Required work: Go through the data line by line from the top, retyping each exactly, and end with the line that contains "by the peer".

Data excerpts

───

//! Error types for MCP protocol operations.
//!
//! The error system covers every failure mode the engine can hit, layered the
//! same way the engine itself is:
//!
//! - **Transport errors**: connection, I/O, and stream failures
//! - **Protocol errors**: malformed JSON-RPC, handshake and state violations
//! - **Method errors**: JSON-RPC error responses returned by the peer
//! - **Cancellation**: pending work completed by a disconnect or an explicit
//!   cancel rather than a response
//!
//! Errors that must cross the wire are mapped onto JSON-RPC error codes via
//! [`McpError::error_object`]; the code constants live in [`codes`].

use serde_json::Value;
use thiserror::Error;

/// JSON-RPC 2.0 error codes used on the wire.
///
/// The first five are defined by the JSON-RPC specification; the `-32000`
/// range holds MCP-specific codes.
pub mod codes {
    /// Invalid JSON was received.
    pub const PARSE_ERROR: i32 = -32700;
    /// The JSON sent is not a valid request object.
    pub const INVALID_REQUEST: i32 = -32600;
    /// The method does not exist or is not available.
    pub const METHOD_NOT_FOUND: i32 = -32601;
    /// Invalid method parameters.
    pub const INVALID_PARAMS: i32 = -32602;
    /// Internal JSON-RPC error.
    pub const INTERNAL_ERROR: i32 = -32603;
    /// The underlying connection was closed.
    pub const CONNECTION_CLOSED: i32 = -32000;
    /// A transport-level failure occurred.
    pub const TRANSPORT_ERROR: i32 = -32001;
    /// The operation timed out.
    pub const TIMEOUT: i32 = -32002;
    /// The server requires the client to visit a URL before proceeding.
    pub const URL_ELICITATION_REQUIRED: i32 = -32042;
}

/// The main error type for all MCP operations.
#[derive(Error, Debug)]
pub enum McpError {
    /// Transport-related errors (connection, communication, etc.)
    #[error("Transport error: {0}")]
    Transport(#[from] TransportError),

    /// Protocol-level errors (invalid messages, handshake failures, etc.)
    #[error("Protocol error: {0}")]
    Protocol(#[from] ProtocolError),

    /// A JSON-RPC error response returned by the remote peer.
    #[error("Method error {code}: {message}")]
    Method {
        /// JSON-RPC error code
        code: i32,
        /// Error message from the peer
        message: String,
        /// Optional structured error data
        data: Option<Value>,
    },

    /// The operation was cancelled before a response arrived.
    ///
    /// Carries the cause: an explicit cancel, a disconnect, or a transport
    /// failure that completed the pending entry.
    #[error("Cancelled: {reason}")]
    Cancelled {
        /// Why the operation was cancelled
        reason: String,
    },

    /// Serialization/deserialization errors
    #[error("Serialization error: {source}")]
    Serialization {
        #[from]
        /// The underlying serde_json error
        source: serde_json::Error,
    },

    /// IO errors (stream operations, socket errors, etc.)
    #[error("IO error: {source}")]
    Io {
        #[from]
        /// The underlying IO error
        source: std::io::Error,
    },

    /// Generic errors for cases not covered by specific variants
    #[error("Internal error: {message}")]
    Internal {
        /// Error message
        message: String,
    },
}

/// Transport-specific errors for the stdio, HTTP+SSE, and WebSocket transports.
#[derive(Error, Debug, Clone)]
#[allow(missing_docs)]
pub enum TransportError {
    /// Failed to establish the underlying connection
    #[error("Failed to connect {transport_type} transport: {reason}")]
    ConnectionFailed {
        transport_type: String,
        reason: String,
    },

    /// Connection was lost during operation
    #[error("Connection lost on {transport_type} transport: {reason}")]
    ConnectionLost {
        transport_type: String,
        reason: String,
    },

    /// Failed to send a message
    #[error("Failed to send via {transport_type}: {reason}")]
    SendFailed {
        transport_type: String,
        reason: String,
    },

    /// Transport is not in a state that permits the operation
    #[error("Transport not connected ({transport_type}): {reason}")]
    NotConnected {
        transport_type: String,
        reason: String,
    },

    /// Transport-specific configuration is invalid
    #[error("Invalid {transport_type} configuration: {reason}")]
    InvalidConfig {
        transport_type: String,
        reason: String,
    },

    /// Child-process errors for the spawning stdio transport
    #[error("Process error: {reason}")]
    Process { reason: String },

    /// HTTP-level errors for the HTTP+SSE transport
    #[error("HTTP error: {status} - {reason}")]
    Http { status: u16, reason: String },

    /// Server-Sent Events stream errors
    #[error("SSE error: {reason}")]
    Sse { reason: String },

    /// WebSocket frame or handshake errors
    #[error("WebSocket error: {reason}")]
    WebSocket { reason: String },

    /// The peer closed the connection
    #[error("Connection closed ({transport_type}): {reason}")]
    Closed {
        transport_type: String,
        reason: String,
    },
}

/// Protocol-level errors for JSON-RPC and MCP message handling.
#[derive(Error, Debug, Clone)]
#[allow(missing_docs)]
pub enum ProtocolError {
    /// The payload was not valid JSON
    #[error("Invalid JSON: {reason}")]
    InvalidJson { reason: String },

    /// The `jsonrpc` field was missing or not "2.0"
    #[error("Missing or invalid jsonrpc version: {found:?}")]
    InvalidVersion { found: Option<String> },

    /// The message matched none of the request/response/error/notification shapes
    #[error("Structurally indeterminate JSON-RPC message")]
    IndeterminateShape,

    /// An error object was missing its `code` or `message` field
    #[error("Invalid error object: {reason}")]
    InvalidErrorObject { reason: String },

    /// The requested method is not known to the dispatcher
    #[error("Unknown method: {method}")]
    MethodNotFound { method: String },

    /// Request parameters were missing or malformed
    #[error("Invalid params: {reason}")]
    InvalidParams { reason: String },

    /// The peer negotiated a protocol version other than the one requested
    #[error("Protocol version mismatch: requested {requested}, server selected {negotiated}")]
    VersionMismatch {
        requested: String,
        negotiated: String,
    },

    /// Operation attempted before the session reached Ready
    #[error("Not connected: {reason}")]
    NotInitialized { reason: String },

    /// The initialize exchange failed
    #[error("Initialization failed: {reason}")]
    InitializationFailed { reason: String },

    /// A response arrived that cannot be interpreted
    #[error("Invalid response: {reason}")]
    InvalidResponse { reason: String },

    /// A session or transport state transition that the state machine forbids
    #[error("Invalid state transition: {from} -> {to}")]
    StateViolation { from: String, to: String },
}

/// Convenience type alias for Results using McpError.
pub type McpResult<T> = Result<T, McpError>;

impl McpError {
    /// Create a new internal error with a custom message.
    pub fn internal(message: impl Into<String>) -> Self {
        Self::Internal {
            message: message.into(),
        }
    }

    /// Create a cancellation error with the given cause.
    pub fn cancelled(reason: impl Into<String>) -> Self {
        Self::Cancelled {
            reason: reason.into(),
        }
    }

    /// The error issued for operations attempted outside the Ready state.
    pub fn not_connected() -> Self {
        Self::Protocol(ProtocolError::NotInitialized {
            reason: "not connected".to_string(),
        })
    }

    /// Map this error onto the JSON-RPC `(code, message, data)` triple used
    /// when it must be returned to the peer as an error response.
    pub fn error_object(&self) -> (i32, String, Option<Value>) {
        match self {
            McpError::Protocol(ProtocolError::InvalidJson { .. }) => {
                (codes::PARSE_ERROR, self.to_string(), None)
            }
            McpError::Protocol(ProtocolError::InvalidVersion { .. })
            | McpError::Protocol(ProtocolError::IndeterminateShape)
            | McpError::Protocol(ProtocolError::InvalidErrorObject { .. }) => {
                (codes::INVALID_REQUEST, self.to_string(), None)
            }
            McpError::Protocol(ProtocolError::MethodNotFound { .. }) => {
                (codes::METHOD_NOT_FOUND, "Unknown method".to_string(), None)
            }
            McpError::Protocol(ProtocolError::InvalidParams { reason }) => {
                (codes::INVALID_PARAMS, reason.clone(), None)
            }
            McpError::Transport(TransportError::Closed { .. }) => {
                (codes::CONNECTION_CLOSED, self.to_string(), None)
            }
            McpError::Transport(_) => (codes::TRANSPORT_ERROR, self.to_string(), None),
            McpError::Method {
                code,
                message,
                data,
            } => (*code, message.clone(), data.clone()),
            _ => (codes::INTERNAL_ERROR, self.to_string(), None),
        }
    }

    /// Get the error category for this error, for logging and metrics.
    pub fn category(&self) -> &'static str {
        match self {
            McpError::Transport(_) => "transport",
            McpError::Protocol(_) => "protocol",
            McpError::Method { .. } => "method",
            McpError::Cancelled { .. } => "cancelled",
            McpError::Serialization { .. } => "serialization",
            McpError::Io { .. } => "io",
            McpError::Internal { .. } => "internal",
        }
    }
}

impl From<reqwest::Error> for McpError {
    fn from(err: reqwest::Error) -> Self {
        if err.is_connect() {
            McpError::Transport(TransportError::ConnectionFailed {
                transport_type: "http-sse".to_string(),
                reason: err.to_string(),
            })
        } else if let Some(status) = err.status() {
            McpError::Transport(TransportError::Http {
                status: status.as_u16(),
                reason: err.to_string(),
            })
        } else {
            McpError::Transport(TransportError::Http {
                status: 0,
                reason: err.to_string(),
            })
        }
    }
}

impl From<url::ParseError> for McpError {
    fn from(err: url::ParseError) -> Self {
        McpError::Transport(TransportError::InvalidConfig {
            transport_type: "http-sse".to_string(),
            reason: format!("Invalid URL: {err}"),
        })
    }
}
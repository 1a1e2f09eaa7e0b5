//! Task message types for asynchronous tool invocations.
//!
//! A `tools/call` on an asynchronously-registered tool returns immediately
//! with a [`Task`] descriptor in status [`TaskStatus::Working`]; the client
//! then polls `tasks/get` / `tasks/result` or watches
//! `notifications/tasks/status`. Status transitions are monotonic except for
//! the `working ↔ input_required` pair.

use chrono::{DateTime, Utc};
use serde::{Deserialize, Serialize};

/// Lifecycle states of a task.
#[derive(Debug, Clone, Copy, PartialEq, Eq, Serialize, Deserialize)]
#[serde(rename_all = "snake_case")]
pub enum TaskStatus {
    /// The handler is running
    Working,
    /// The handler is waiting for further input
    InputRequired,
    /// The handler finished and a result is stored
    Completed,
    /// The handler failed
    Failed,
    /// The task was cancelled
    Cancelled,
}

impl TaskStatus {
    /// Whether this status admits no further transitions.
    pub fn is_terminal(self) -> bool {
        matches!(
            self,
            TaskStatus::Completed | TaskStatus::Failed | TaskStatus::Cancelled
        )
    }

    /// Whether a transition from `self` to `next` is allowed.
    ///
    /// Terminal states admit nothing; `working` and `input_required` may
    /// oscillate; every non-terminal state may move to a terminal one.
    pub fn can_transition_to(self, next: TaskStatus) -> bool {
        if self.is_terminal() {
            return false;
        }
        match (self, next) {
            (TaskStatus::Working, TaskStatus::InputRequired) => true,
            (TaskStatus::InputRequired, TaskStatus::Working) => true,
            (_, TaskStatus::Working) | (_, TaskStatus::InputRequired) => false,
            (_, next) => next.is_terminal(),
        }
    }
}

/// Task descriptor, as carried in `tools/call` results, `tasks/get`, and
/// `notifications/tasks/status`.
#[derive(Debug, Clone, PartialEq, Eq, Serialize, Deserialize)]
pub struct Task {
    /// Server-assigned task identifier
    #[serde(rename = "taskId")]
    pub task_id: String,

    /// Current lifecycle status
    pub status: TaskStatus,

    /// Name of the tool the task is running
    #[serde(rename = "toolName", skip_serializing_if = "Option::is_none")]
    pub tool_name: Option<String>,

    /// Failure message, present when status is `failed`
    #[serde(rename = "statusMessage", skip_serializing_if = "Option::is_none")]
    pub status_message: Option<String>,

    /// When the task was created
    #[serde(rename = "createdAt", skip_serializing_if = "Option::is_none")]
    pub created_at: Option<DateTime<Utc>>,
}

/// Parameters of `tasks/get`, `tasks/result`, and `tasks/cancel`.
#[derive(Debug, Clone, PartialEq, Eq, Serialize, Deserialize)]
pub struct TaskIdParams {
    /// Identifier of the task being addressed
    #[serde(rename = "taskId")]
    pub task_id: String,
}

/// Result payload of `tasks/list`.
#[derive(Debug, Clone, PartialEq, Eq, Serialize, Deserialize)]
pub struct ListTasksResponse {
    /// All tasks currently tracked by the server
    pub tasks: Vec<Task>,
}

/// Parameters of `notifications/tasks/status`.
#[derive(Debug, Clone, PartialEq, Eq, Serialize, Deserialize)]
pub struct TaskStatusParams {
    /// The task whose status changed
    pub task: Task,
}
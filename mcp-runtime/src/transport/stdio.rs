//! Stdio transport: newline-delimited JSON over paired byte streams.
//!
//! Two construction modes share one implementation:
//!
//! - [`StdioTransport::spawn`] launches a child process and talks JSON-RPC
//!   over its piped stdin/stdout, forwarding its stderr
//! - [`StdioTransport::attached`] wraps an existing read/write pair, which is
//!   how the socket front-end turns an accepted connection into a session
//!   transport
//!
//! Framing is one message per LF-terminated line. A malformed line raises a
//! parse error event and reading continues; a partial final line at EOF is
//! discarded silently.

use std::time::Duration;

use async_trait::async_trait;
use tokio::io::{AsyncBufReadExt, AsyncRead, AsyncWrite, AsyncWriteExt, BufReader};
use tokio::process::{Child, Command};
use tokio::sync::{mpsc, Mutex};
use tokio::task::JoinHandle;
use tokio::time::timeout;

use std::sync::Arc;

use super::{StdioConfig, Transport, TransportEvent, TransportShared, TransportState};
use crate::error::{McpResult, ProtocolError, TransportError};
use crate::messages::JsonRpcMessage;

type BoxedReader = Box<dyn AsyncRead + Send + Unpin>;
type BoxedWriter = Box<dyn AsyncWrite + Send + Unpin>;

enum Mode {
    Spawn(StdioConfig),
    Attached(Option<(BoxedReader, BoxedWriter)>),
}

/// Stdio transport over a child process or an attached stream pair.
pub struct StdioTransport {
    mode: Mode,
    shared: TransportShared,
    events: Option<mpsc::UnboundedReceiver<TransportEvent>>,
    writer: Option<Arc<Mutex<BoxedWriter>>>,
    child: Option<Child>,
    reader_task: Option<JoinHandle<()>>,
    stderr_task: Option<JoinHandle<()>>,
}

impl StdioTransport {
    /// Create a transport that spawns the configured child process on
    /// connect.
    pub fn spawn(config: StdioConfig) -> Self {
        Self::with_mode(Mode::Spawn(config))
    }

    /// Create a transport over an existing stream pair.
    pub fn attached(
        reader: impl AsyncRead + Send + Unpin + 'static,
        writer: impl AsyncWrite + Send + Unpin + 'static,
    ) -> Self {
        Self::with_mode(Mode::Attached(Some((Box::new(reader), Box::new(writer)))))
    }

    fn with_mode(mode: Mode) -> Self {
        let (shared, events) = TransportShared::new("stdio");
        Self {
            mode,
            shared,
            events: Some(events),
            writer: None,
            child: None,
            reader_task: None,
            stderr_task: None,
        }
    }

    /// Spawn the configured child process and return its stream ends.
    fn spawn_child(config: &StdioConfig) -> McpResult<(Child, BoxedReader, BoxedWriter)> {
        tracing::debug!(command = %config.command, args = ?config.args, "spawning child process");

        let mut command = Command::new(&config.command);
        command
            .args(&config.args)
            .stdin(std::process::Stdio::piped())
            .stdout(std::process::Stdio::piped())
            .stderr(std::process::Stdio::piped())
            .kill_on_drop(true);

        if let Some(ref working_dir) = config.working_dir {
            command.current_dir(working_dir);
        }
        for (key, value) in &config.environment {
            command.env(key, value);
        }

        let mut child = command.spawn().map_err(|e| TransportError::Process {
            reason: format!("Failed to spawn {}: {e}", config.command),
        })?;

        let stdin = child.stdin.take().ok_or_else(|| TransportError::Process {
            reason: "Failed to capture child stdin".to_string(),
        })?;
        let stdout = child.stdout.take().ok_or_else(|| TransportError::Process {
            reason: "Failed to capture child stdout".to_string(),
        })?;

        Ok((child, Box::new(stdout), Box::new(stdin)))
    }

    /// Start the line-reading loop over the inbound stream.
    fn start_reader(&mut self, reader: BoxedReader) {
        let shared = self.shared.clone();
        self.reader_task = Some(tokio::spawn(async move {
            let mut lines = BufReader::new(reader);
            let mut line = String::new();

            loop {
                line.clear();
                match lines.read_line(&mut line).await {
                    Ok(0) => {
                        if !matches!(
                            shared.state(),
                            TransportState::Disconnecting | TransportState::Disconnected
                        ) {
                            tracing::debug!("stdio stream closed by peer");
                            shared.emit_error(TransportError::Closed {
                                transport_type: "stdio".to_string(),
                                reason: "stream closed".to_string(),
                            });
                            shared.set_state(TransportState::Disconnected);
                        }
                        break;
                    }
                    Ok(_) => {
                        if !line.ends_with('\n') {
                            // Partial final line at EOF; the next read will
                            // observe the EOF itself.
                            tracing::debug!("discarding partial final line");
                            continue;
                        }
                        let trimmed = line.trim();
                        if trimmed.is_empty() {
                            continue;
                        }
                        match JsonRpcMessage::decode(trimmed) {
                            Ok(message) => shared.emit_message(message),
                            Err(e) => {
                                shared.emit_error(parse_error(&e));
                            }
                        }
                    }
                    Err(e) => {
                        if !matches!(
                            shared.state(),
                            TransportState::Disconnecting | TransportState::Disconnected
                        ) {
                            shared.emit_error(TransportError::ConnectionLost {
                                transport_type: "stdio".to_string(),
                                reason: e.to_string(),
                            });
                            shared.set_state(TransportState::Error);
                        }
                        break;
                    }
                }
            }
        }));
    }

    /// Forward the child's stderr line by line.
    fn start_stderr_forwarder(&mut self, stderr: tokio::process::ChildStderr) {
        self.stderr_task = Some(tokio::spawn(async move {
            let mut lines = BufReader::new(stderr).lines();
            let mut out = tokio::io::stderr();
            while let Ok(Some(line)) = lines.next_line().await {
                tracing::warn!(target: "mcp_runtime::child", "{line}");
                let _ = out.write_all(line.as_bytes()).await;
                let _ = out.write_all(b"\n").await;
            }
        }));
    }

    /// Kill the child process and wait briefly for it to exit.
    async fn kill_child(&mut self) {
        if let Some(mut child) = self.child.take() {
            tracing::debug!(pid = ?child.id(), "terminating child process");
            if let Err(e) = child.kill().await {
                tracing::warn!("failed to kill child process: {e}");
            }
            match timeout(Duration::from_secs(5), child.wait()).await {
                Ok(Ok(status)) => tracing::debug!(%status, "child process exited"),
                Ok(Err(e)) => tracing::warn!("error waiting for child exit: {e}"),
                Err(_) => tracing::warn!("child did not exit within timeout"),
            }
        }
    }
}

#[async_trait]
impl Transport for StdioTransport {
    fn transport_type(&self) -> &'static str {
        "stdio"
    }

    fn state(&self) -> TransportState {
        self.shared.state()
    }

    async fn connect(&mut self) -> McpResult<()> {
        self.shared.check_can_connect()?;
        self.shared.set_state(TransportState::Connecting);

        let (reader, writer) = match &mut self.mode {
            Mode::Spawn(config) => {
                let config = config.clone();
                match Self::spawn_child(&config) {
                    Ok((mut child, reader, writer)) => {
                        if let Some(stderr) = child.stderr.take() {
                            self.start_stderr_forwarder(stderr);
                        }
                        self.child = Some(child);
                        (reader, writer)
                    }
                    Err(e) => {
                        self.shared.set_state(TransportState::Error);
                        return Err(e);
                    }
                }
            }
            Mode::Attached(streams) => match streams.take() {
                Some(pair) => pair,
                None => {
                    self.shared.set_state(TransportState::Error);
                    return Err(TransportError::ConnectionFailed {
                        transport_type: "stdio".to_string(),
                        reason: "attached streams already consumed".to_string(),
                    }
                    .into());
                }
            },
        };

        self.writer = Some(Arc::new(Mutex::new(writer)));
        self.start_reader(reader);
        self.shared.set_state(TransportState::Connected);
        tracing::debug!("stdio transport connected");
        Ok(())
    }

    async fn disconnect(&mut self) -> McpResult<()> {
        if self.shared.state() == TransportState::Disconnected {
            return Ok(());
        }
        self.shared.set_state(TransportState::Disconnecting);

        self.writer = None;
        if let Some(task) = self.reader_task.take() {
            task.abort();
        }
        if let Some(task) = self.stderr_task.take() {
            task.abort();
        }
        self.kill_child().await;

        self.shared.set_state(TransportState::Disconnected);
        tracing::debug!("stdio transport disconnected");
        Ok(())
    }

    async fn send(&mut self, message: JsonRpcMessage) -> McpResult<()> {
        if self.shared.state() != TransportState::Connected {
            return Err(self.shared.not_connected("send requires Connected").into());
        }

        let writer = self
            .writer
            .as_ref()
            .ok_or_else(|| self.shared.not_connected("no write stream"))?
            .clone();

        let mut line = message.encode()?;
        line.push('\n');

        let mut guard = writer.lock().await;
        guard
            .write_all(line.as_bytes())
            .await
            .map_err(|e| send_failed(e.to_string()))?;
        guard
            .flush()
            .await
            .map_err(|e| send_failed(e.to_string()))?;
        Ok(())
    }

    fn take_events(&mut self) -> Option<mpsc::UnboundedReceiver<TransportEvent>> {
        self.events.take()
    }
}

impl Drop for StdioTransport {
    fn drop(&mut self) {
        if let Some(mut child) = self.child.take() {
            let _ = child.start_kill();
        }
        if let Some(task) = self.reader_task.take() {
            task.abort();
        }
        if let Some(task) = self.stderr_task.take() {
            task.abort();
        }
    }
}

fn parse_error(e: &ProtocolError) -> TransportError {
    TransportError::ConnectionLost {
        transport_type: "stdio".to_string(),
        reason: format!("parse error: {e}"),
    }
}

fn send_failed(reason: String) -> crate::error::McpError {
    TransportError::SendFailed {
        transport_type: "stdio".to_string(),
        reason,
    }
    .into()
}
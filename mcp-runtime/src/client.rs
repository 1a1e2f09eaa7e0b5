//! MCP client role.
//!
//! [`McpClient`] drives the client half of the protocol on top of a
//! [`Session`] and any [`Transport`]: the initialize handshake, one typed
//! method per client-to-server MCP method, and handling of everything the
//! server sends back: notifications become [`ClientEvent`]s, and
//! server-initiated requests are answered inline (`ping`, `roots/list`) or
//! surfaced to the host application (`sampling/createMessage`).
//!
//! The engine imposes no request timeouts. Callers wrap operations in their
//! own deadlines, or use [`McpClient::request_cancellable`] with a
//! [`CancellationToken`]; cancelling a pending request also notifies the
//! peer via `notifications/cancelled`.

use std::collections::HashSet;
use std::sync::{Arc, Mutex as StdMutex};

use serde_json::Value;
use tokio::sync::{mpsc, Mutex, RwLock};
use tokio::task::JoinHandle;
use tokio_util::sync::CancellationToken;

use crate::error::{codes, McpError, McpResult, ProtocolError};
use crate::messages::{
    CallToolRequest, CallToolResponse, Capabilities, CompleteRequest, CompleteResponse,
    CompletionArgument, CompletionRef, CreateMessageRequest, CreateMessageResponse,
    GetPromptRequest, GetPromptResponse, Implementation, InitializeRequest, InitializeResponse,
    JsonRpcErrorResponse, JsonRpcMessage, JsonRpcNotification, JsonRpcRequest, JsonRpcResponse,
    ListPromptsResponse, ListResourceTemplatesResponse, ListResourcesResponse, ListRootsResponse,
    ListTasksResponse, LoggingMessageParams, ProgressParams, ProtocolVersion,
    ReadResourceRequest, ReadResourceResponse, RequestId, Root, RootsCapabilities,
    SamplingCapabilities, StandardCapabilities, Task, TaskIdParams, TaskStatusParams,
    CancelledParams, ListToolsResponse,
};
use crate::session::{PendingRequest, Session, SessionState};
use crate::transport::{Transport, TransportEvent, TransportState};

/// Configuration for client behavior and identity.
#[derive(Debug, Clone)]
pub struct ClientConfig {
    /// Information about this client implementation
    pub client_info: Implementation,

    /// Protocol version requested during the handshake
    pub protocol_version: ProtocolVersion,

    /// Capabilities declared during the handshake
    pub capabilities: Capabilities,
}

impl ClientConfig {
    /// Create a configuration with the default client capabilities
    /// (sampling plus change-notifying roots).
    pub fn new(name: impl Into<String>, version: impl Into<String>) -> Self {
        Self {
            client_info: Implementation::new(name, version),
            protocol_version: ProtocolVersion::default(),
            capabilities: Capabilities {
                standard: StandardCapabilities {
                    sampling: Some(SamplingCapabilities::default()),
                    roots: Some(RootsCapabilities {
                        list_changed: Some(true),
                    }),
                    ..Default::default()
                },
                ..Default::default()
            },
        }
    }
}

───

Completed task:
//! Error types for MCP protocol operations.
//!
//! The error system covers every failure mode the engine can hit, layered the
//! same way the engine itself is:
//!
//! - **Transport errors**: connection, I/O, and stream failures
//! - **Protocol errors**: malformed JSON-RPC, handshake and state violations
//! - **Method errors**: JSON-RPC error responses returned by the peer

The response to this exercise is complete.